What you need to do - For this exercise, please reproduce the records below word for word, from the first line through the line with "use std::time::Instant;".

Data for this exercise -
——————————

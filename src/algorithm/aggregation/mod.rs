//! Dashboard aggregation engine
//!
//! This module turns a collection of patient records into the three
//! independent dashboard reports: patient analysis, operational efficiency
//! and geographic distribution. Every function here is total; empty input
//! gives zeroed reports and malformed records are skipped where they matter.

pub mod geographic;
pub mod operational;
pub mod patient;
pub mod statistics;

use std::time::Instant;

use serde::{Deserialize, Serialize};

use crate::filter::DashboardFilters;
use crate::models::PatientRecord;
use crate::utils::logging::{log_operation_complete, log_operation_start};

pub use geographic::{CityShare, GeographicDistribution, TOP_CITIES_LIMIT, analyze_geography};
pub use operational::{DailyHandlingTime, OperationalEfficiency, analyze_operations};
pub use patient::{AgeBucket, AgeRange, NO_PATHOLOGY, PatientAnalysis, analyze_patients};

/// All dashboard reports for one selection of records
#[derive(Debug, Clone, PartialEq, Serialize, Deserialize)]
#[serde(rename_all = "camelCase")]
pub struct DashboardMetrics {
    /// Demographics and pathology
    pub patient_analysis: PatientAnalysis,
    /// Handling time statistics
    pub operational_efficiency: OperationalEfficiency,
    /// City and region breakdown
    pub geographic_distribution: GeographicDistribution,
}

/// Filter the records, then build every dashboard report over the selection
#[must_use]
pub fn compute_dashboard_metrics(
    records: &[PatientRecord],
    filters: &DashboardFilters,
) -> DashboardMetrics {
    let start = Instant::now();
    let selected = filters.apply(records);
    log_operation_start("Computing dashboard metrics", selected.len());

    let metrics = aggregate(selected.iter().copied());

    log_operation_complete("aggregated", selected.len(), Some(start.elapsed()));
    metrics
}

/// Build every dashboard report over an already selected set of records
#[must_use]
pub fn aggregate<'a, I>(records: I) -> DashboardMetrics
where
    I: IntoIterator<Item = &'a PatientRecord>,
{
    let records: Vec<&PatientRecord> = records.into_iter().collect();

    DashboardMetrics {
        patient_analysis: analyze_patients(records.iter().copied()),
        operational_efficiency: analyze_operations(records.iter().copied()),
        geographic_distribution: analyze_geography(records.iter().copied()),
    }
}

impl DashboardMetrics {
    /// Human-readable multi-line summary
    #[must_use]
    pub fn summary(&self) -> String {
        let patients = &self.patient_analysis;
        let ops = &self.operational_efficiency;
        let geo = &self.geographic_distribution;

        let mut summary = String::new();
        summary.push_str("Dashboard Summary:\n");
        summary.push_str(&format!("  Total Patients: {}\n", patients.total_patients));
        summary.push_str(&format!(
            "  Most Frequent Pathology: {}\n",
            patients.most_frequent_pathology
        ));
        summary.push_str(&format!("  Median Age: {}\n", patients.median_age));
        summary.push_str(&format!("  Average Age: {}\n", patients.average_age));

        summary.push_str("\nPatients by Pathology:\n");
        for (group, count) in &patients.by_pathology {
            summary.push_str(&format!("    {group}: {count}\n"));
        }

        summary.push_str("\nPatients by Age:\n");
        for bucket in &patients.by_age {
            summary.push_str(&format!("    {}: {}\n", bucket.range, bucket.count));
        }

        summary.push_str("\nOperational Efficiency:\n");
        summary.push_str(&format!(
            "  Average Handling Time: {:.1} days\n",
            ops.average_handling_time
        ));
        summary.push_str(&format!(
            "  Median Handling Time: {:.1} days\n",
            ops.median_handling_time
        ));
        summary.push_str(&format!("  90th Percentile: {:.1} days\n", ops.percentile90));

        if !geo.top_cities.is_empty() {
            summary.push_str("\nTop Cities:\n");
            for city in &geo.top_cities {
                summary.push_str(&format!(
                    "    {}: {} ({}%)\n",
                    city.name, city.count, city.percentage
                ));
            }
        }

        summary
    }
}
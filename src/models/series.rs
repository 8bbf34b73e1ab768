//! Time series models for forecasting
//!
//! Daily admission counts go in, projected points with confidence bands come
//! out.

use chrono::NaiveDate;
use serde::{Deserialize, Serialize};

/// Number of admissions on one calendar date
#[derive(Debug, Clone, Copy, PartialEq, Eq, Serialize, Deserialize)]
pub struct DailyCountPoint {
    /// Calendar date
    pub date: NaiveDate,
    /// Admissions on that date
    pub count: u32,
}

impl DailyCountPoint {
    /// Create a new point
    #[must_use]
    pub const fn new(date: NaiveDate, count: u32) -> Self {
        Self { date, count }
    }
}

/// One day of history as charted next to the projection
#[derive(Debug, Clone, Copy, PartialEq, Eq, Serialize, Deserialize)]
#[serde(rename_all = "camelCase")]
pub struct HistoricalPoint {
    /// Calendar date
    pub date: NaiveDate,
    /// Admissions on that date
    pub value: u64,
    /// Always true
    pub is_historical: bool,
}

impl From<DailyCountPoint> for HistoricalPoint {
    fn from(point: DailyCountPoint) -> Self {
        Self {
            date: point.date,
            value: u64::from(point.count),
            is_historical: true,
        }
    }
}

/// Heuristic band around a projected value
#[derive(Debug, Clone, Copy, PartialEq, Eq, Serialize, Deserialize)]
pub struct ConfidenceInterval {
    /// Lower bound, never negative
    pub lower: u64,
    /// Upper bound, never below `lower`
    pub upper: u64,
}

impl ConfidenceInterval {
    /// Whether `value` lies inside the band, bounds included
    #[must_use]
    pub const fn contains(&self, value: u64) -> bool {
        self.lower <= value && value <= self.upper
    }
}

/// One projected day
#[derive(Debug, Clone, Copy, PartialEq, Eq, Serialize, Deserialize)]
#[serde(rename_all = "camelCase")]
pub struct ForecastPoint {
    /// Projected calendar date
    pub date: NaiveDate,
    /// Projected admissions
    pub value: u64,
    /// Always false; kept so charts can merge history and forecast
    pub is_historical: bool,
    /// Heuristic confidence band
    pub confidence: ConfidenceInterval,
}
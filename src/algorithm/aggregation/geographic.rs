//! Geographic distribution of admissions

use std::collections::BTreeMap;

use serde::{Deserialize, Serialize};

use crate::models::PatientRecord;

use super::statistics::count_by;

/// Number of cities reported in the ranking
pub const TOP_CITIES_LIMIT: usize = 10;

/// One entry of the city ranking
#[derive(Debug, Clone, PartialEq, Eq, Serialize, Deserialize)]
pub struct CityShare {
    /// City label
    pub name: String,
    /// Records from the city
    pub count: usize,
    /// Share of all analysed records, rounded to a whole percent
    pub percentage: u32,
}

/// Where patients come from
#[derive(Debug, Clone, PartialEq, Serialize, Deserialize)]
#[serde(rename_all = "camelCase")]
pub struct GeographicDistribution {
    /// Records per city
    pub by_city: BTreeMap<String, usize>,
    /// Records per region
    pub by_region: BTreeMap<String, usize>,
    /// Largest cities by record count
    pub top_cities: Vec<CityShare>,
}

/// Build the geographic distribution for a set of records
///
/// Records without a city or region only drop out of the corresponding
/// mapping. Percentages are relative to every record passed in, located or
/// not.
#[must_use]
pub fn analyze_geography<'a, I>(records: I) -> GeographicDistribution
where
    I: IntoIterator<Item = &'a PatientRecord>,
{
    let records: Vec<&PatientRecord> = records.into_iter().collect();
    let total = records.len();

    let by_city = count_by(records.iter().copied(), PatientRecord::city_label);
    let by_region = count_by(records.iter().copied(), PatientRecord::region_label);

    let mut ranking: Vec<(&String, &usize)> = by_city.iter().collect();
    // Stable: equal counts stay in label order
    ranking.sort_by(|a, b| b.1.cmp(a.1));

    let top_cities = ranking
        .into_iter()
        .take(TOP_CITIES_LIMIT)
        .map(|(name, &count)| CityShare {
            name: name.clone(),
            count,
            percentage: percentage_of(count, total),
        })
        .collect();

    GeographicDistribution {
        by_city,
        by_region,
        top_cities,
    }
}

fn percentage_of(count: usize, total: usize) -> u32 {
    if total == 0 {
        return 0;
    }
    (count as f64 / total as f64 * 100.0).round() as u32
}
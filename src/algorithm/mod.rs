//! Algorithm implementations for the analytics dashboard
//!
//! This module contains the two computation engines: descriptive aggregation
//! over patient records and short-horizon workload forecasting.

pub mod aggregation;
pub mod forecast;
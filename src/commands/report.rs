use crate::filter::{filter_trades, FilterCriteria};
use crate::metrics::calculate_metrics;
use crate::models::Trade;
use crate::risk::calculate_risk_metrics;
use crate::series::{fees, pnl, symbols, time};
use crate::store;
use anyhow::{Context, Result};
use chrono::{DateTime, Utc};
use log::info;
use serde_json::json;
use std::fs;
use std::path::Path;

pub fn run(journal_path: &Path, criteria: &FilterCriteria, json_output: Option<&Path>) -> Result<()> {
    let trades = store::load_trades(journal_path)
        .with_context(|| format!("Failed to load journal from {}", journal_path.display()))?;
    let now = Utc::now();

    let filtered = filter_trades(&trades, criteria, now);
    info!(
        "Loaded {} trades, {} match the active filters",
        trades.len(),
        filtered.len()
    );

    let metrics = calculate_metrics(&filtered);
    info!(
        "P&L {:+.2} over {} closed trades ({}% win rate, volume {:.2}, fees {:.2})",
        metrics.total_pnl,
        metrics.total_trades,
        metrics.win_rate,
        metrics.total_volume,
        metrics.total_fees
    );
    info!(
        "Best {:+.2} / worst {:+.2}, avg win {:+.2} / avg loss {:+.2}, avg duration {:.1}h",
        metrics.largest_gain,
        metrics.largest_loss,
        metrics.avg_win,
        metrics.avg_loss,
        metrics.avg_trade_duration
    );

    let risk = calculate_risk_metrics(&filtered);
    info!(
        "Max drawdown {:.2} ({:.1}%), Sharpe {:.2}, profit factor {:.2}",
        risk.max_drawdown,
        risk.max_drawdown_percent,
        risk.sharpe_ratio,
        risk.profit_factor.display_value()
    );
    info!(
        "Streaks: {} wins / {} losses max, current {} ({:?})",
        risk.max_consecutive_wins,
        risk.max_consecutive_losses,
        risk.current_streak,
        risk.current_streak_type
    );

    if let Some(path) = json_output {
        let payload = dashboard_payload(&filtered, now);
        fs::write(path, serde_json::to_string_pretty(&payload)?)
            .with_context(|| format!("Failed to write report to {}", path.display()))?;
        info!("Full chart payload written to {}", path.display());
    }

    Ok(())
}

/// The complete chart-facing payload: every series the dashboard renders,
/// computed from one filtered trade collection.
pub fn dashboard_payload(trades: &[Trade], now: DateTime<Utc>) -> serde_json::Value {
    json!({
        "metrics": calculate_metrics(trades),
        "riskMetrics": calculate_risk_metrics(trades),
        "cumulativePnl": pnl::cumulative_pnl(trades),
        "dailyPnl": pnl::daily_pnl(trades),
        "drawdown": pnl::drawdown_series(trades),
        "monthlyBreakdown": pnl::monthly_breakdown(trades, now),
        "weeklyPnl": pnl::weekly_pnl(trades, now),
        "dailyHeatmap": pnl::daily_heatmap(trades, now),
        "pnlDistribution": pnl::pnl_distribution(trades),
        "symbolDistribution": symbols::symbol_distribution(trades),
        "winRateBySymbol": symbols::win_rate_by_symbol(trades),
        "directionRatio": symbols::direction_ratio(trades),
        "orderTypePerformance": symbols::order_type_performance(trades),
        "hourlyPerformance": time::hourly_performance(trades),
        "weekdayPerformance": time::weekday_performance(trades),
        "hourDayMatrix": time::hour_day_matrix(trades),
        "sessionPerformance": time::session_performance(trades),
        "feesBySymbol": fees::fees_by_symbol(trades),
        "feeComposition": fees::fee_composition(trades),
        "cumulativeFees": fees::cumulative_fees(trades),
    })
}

——————————

Task response -
filename src/algorithm/aggregation/mod.rs
//! Dashboard aggregation engine
//!
//! This module turns a collection of patient records into the three
//! independent dashboard reports: patient analysis, operational efficiency
//! and geographic distribution. Every function here is total; empty input
//! gives zeroed reports and malformed records are skipped where they matter.

pub mod geographic;
pub mod operational;
pub mod patient;
pub mod statistics;

use std::time::Instant;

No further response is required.